(DIRECTIONS): How many lines in the entries below include the word "second"? Respond with the number only.

(EXCERPTED DATA):

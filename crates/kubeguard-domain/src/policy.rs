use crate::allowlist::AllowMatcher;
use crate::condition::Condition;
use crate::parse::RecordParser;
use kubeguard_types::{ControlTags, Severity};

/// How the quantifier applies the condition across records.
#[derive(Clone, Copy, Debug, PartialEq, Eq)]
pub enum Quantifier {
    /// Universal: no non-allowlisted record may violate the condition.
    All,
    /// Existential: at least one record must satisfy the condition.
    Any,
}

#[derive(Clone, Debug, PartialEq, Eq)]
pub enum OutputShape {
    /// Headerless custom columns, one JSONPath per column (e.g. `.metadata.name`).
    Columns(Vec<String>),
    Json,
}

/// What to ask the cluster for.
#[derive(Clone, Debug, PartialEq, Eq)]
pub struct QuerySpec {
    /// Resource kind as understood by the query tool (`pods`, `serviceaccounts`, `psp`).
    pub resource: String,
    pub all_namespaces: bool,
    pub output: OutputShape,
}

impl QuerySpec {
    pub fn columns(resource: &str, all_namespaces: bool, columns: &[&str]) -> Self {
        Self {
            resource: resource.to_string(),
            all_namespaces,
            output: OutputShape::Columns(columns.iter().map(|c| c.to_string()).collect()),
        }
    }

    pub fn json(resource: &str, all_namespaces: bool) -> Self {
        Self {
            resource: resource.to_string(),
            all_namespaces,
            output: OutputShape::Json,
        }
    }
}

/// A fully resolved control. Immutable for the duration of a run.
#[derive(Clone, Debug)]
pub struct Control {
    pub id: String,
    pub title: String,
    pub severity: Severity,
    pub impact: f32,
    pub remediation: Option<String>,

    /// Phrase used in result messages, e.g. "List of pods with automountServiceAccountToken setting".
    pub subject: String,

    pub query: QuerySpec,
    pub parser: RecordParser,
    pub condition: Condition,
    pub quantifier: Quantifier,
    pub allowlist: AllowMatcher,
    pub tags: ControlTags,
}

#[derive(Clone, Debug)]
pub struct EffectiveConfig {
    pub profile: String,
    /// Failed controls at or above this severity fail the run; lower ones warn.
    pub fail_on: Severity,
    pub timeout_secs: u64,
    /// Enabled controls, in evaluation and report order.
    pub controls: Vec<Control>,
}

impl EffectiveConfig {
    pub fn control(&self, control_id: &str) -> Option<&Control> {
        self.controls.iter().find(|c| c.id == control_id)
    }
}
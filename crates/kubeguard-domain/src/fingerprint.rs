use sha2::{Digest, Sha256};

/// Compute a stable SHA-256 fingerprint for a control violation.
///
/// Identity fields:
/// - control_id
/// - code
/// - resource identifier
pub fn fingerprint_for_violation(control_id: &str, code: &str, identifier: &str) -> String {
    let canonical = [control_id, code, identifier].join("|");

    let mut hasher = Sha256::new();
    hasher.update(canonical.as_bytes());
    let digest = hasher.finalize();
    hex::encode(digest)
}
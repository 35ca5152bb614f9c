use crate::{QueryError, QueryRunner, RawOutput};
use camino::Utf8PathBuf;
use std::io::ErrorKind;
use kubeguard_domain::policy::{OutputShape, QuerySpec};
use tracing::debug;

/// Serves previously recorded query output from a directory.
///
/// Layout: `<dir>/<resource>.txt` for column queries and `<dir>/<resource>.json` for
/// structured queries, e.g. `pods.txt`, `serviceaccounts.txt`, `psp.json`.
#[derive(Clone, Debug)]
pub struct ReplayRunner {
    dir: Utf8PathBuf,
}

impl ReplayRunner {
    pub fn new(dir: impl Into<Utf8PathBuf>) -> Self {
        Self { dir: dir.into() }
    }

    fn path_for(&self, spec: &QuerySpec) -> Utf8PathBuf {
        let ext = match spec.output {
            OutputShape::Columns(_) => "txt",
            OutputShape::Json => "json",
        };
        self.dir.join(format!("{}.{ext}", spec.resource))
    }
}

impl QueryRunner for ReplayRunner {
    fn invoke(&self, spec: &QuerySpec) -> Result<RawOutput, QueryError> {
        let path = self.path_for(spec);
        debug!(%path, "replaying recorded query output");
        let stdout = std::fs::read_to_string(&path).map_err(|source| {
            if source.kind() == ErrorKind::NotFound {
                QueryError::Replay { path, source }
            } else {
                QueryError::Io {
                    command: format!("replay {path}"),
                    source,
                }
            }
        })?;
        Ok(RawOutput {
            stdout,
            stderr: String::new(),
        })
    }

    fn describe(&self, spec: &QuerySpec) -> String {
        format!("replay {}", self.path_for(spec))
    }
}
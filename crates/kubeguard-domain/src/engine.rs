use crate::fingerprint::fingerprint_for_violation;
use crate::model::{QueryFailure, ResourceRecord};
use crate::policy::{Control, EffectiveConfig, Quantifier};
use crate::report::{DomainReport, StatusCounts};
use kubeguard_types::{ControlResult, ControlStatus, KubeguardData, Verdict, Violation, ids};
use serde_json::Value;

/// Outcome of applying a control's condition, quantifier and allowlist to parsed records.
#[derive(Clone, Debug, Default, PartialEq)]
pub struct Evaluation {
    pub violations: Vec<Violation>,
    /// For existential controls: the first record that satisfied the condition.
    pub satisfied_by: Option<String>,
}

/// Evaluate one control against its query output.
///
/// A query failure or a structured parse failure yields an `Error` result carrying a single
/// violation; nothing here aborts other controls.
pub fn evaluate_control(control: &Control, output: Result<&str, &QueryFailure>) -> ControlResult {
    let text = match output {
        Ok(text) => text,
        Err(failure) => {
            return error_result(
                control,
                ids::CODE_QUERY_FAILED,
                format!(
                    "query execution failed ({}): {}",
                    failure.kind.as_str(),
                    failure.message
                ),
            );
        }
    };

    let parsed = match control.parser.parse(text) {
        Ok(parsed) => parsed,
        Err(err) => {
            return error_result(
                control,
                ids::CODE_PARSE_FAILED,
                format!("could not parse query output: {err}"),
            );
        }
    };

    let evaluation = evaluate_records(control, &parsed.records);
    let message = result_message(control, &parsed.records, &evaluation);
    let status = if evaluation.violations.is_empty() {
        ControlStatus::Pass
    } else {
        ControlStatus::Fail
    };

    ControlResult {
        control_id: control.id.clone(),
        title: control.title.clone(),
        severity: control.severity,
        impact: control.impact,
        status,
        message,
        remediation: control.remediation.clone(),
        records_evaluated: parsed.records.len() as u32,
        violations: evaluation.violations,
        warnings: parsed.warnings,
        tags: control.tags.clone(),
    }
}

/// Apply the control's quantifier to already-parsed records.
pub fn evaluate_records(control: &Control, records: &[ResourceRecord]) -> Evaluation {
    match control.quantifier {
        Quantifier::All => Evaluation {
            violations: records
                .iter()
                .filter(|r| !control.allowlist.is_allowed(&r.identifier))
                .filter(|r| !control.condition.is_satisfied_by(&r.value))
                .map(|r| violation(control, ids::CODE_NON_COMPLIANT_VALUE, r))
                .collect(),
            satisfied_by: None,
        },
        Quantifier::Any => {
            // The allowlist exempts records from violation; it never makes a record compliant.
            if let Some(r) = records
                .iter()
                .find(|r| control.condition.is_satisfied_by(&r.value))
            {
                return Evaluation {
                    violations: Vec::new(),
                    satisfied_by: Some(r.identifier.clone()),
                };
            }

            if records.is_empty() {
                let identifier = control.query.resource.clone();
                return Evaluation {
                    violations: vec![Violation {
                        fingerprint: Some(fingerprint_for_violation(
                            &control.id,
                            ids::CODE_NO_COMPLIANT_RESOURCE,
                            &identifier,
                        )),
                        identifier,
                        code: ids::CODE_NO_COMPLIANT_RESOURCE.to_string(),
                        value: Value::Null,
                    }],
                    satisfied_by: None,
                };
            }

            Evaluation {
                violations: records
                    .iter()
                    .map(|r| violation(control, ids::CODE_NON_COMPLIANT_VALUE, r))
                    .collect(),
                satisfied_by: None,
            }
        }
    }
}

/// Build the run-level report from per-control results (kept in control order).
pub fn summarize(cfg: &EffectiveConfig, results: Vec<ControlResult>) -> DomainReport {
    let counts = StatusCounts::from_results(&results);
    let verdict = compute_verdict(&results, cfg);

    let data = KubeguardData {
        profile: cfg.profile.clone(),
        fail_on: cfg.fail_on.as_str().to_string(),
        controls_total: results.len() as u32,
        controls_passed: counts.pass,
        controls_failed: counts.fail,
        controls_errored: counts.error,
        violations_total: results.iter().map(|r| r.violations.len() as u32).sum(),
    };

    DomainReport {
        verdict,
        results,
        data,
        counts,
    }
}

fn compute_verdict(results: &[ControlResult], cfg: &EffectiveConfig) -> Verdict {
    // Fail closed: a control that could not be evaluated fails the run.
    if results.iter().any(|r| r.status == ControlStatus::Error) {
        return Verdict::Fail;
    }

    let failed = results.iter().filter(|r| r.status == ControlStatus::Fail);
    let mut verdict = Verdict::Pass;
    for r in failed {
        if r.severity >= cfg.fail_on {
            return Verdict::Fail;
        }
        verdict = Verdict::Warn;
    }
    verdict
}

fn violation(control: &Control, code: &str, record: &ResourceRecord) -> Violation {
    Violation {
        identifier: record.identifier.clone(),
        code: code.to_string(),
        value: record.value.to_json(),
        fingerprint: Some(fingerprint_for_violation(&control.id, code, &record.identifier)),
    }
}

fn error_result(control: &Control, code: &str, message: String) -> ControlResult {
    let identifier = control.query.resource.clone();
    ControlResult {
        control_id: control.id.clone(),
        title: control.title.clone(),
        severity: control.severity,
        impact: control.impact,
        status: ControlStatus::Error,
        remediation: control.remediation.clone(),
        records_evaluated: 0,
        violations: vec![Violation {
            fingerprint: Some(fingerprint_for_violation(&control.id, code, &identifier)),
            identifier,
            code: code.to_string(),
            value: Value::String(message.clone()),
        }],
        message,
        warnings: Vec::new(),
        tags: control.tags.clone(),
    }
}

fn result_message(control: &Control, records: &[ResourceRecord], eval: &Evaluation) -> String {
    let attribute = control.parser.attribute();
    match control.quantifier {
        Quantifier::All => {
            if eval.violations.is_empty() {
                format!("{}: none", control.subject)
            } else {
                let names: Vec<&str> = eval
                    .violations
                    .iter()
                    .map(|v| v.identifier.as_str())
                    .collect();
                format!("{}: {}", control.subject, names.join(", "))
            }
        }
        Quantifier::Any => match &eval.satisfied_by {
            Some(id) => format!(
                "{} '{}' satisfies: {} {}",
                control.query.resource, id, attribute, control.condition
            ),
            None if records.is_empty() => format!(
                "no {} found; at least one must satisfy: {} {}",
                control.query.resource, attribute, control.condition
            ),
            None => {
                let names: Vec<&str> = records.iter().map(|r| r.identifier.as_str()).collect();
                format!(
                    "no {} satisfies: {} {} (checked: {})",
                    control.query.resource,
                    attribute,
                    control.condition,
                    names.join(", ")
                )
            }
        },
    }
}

--

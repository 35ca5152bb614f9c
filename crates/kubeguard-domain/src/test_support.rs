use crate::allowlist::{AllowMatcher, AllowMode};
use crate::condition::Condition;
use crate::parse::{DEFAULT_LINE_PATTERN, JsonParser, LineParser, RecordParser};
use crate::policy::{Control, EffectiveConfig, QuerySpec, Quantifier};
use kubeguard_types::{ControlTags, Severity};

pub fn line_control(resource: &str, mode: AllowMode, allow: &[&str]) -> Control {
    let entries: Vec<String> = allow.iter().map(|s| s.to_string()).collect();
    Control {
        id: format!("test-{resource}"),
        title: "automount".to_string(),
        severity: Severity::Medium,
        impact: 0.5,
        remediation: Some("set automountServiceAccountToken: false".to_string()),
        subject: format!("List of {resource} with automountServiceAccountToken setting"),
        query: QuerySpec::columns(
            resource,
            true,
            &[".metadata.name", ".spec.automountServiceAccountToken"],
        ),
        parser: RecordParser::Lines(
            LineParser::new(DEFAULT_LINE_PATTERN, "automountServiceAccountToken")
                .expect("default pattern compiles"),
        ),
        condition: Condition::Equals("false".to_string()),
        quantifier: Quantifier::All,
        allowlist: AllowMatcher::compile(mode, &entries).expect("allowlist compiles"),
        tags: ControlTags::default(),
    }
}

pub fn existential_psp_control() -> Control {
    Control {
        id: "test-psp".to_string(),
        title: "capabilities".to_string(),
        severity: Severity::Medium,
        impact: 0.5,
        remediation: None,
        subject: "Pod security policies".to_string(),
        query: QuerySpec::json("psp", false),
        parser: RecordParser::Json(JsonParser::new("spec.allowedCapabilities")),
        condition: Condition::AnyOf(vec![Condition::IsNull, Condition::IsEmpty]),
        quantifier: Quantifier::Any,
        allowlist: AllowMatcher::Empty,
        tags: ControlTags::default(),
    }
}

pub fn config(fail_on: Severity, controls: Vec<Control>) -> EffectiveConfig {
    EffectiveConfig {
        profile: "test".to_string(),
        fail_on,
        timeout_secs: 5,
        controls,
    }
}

...

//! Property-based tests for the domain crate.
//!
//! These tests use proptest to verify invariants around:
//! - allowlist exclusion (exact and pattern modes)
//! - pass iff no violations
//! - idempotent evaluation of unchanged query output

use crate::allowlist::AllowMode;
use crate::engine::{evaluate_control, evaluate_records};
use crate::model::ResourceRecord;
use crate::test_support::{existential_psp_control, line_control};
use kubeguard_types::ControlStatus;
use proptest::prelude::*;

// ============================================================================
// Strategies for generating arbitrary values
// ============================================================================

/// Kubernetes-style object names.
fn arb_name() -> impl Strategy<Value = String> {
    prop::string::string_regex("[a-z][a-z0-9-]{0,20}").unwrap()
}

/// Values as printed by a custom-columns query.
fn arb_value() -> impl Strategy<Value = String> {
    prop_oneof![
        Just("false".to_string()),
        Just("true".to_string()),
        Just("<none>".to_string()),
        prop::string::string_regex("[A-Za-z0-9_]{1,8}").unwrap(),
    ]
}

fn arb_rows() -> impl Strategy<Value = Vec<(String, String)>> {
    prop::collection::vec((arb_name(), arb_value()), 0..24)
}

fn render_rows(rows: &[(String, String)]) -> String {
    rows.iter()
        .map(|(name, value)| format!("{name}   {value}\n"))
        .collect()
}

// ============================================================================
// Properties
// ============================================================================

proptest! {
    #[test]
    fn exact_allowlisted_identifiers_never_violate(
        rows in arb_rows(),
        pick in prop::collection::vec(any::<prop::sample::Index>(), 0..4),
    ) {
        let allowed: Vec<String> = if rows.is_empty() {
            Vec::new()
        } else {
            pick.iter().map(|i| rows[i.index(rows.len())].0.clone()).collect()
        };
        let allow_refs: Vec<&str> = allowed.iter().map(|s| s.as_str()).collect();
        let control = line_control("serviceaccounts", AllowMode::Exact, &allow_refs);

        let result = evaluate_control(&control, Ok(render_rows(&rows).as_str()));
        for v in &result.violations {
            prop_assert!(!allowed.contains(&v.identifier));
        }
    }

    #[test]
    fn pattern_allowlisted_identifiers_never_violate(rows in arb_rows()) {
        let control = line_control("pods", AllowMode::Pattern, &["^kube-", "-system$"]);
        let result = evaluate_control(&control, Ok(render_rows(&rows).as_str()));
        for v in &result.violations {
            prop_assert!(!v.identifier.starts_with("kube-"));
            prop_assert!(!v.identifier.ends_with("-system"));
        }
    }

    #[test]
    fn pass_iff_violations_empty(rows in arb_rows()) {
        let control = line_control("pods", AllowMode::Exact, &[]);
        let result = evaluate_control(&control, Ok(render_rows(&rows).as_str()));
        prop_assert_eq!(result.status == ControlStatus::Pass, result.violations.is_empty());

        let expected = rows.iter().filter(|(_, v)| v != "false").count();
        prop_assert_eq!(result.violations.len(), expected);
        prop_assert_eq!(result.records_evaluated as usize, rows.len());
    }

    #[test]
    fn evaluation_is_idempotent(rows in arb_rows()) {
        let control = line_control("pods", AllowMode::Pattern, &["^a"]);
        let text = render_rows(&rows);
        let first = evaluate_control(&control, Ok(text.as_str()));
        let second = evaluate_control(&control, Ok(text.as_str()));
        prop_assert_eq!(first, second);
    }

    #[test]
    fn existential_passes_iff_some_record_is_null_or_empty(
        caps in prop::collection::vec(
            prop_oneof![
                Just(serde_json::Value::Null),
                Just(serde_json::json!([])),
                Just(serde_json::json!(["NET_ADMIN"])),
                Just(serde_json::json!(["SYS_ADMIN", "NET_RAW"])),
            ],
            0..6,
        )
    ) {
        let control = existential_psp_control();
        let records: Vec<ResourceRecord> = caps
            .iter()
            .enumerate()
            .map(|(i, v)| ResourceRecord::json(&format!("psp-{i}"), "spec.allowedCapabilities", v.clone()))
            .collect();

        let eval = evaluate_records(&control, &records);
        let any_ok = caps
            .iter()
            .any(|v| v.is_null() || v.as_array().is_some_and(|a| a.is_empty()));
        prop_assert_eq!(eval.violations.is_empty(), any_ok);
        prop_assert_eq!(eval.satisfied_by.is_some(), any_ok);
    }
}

(RESULT): 2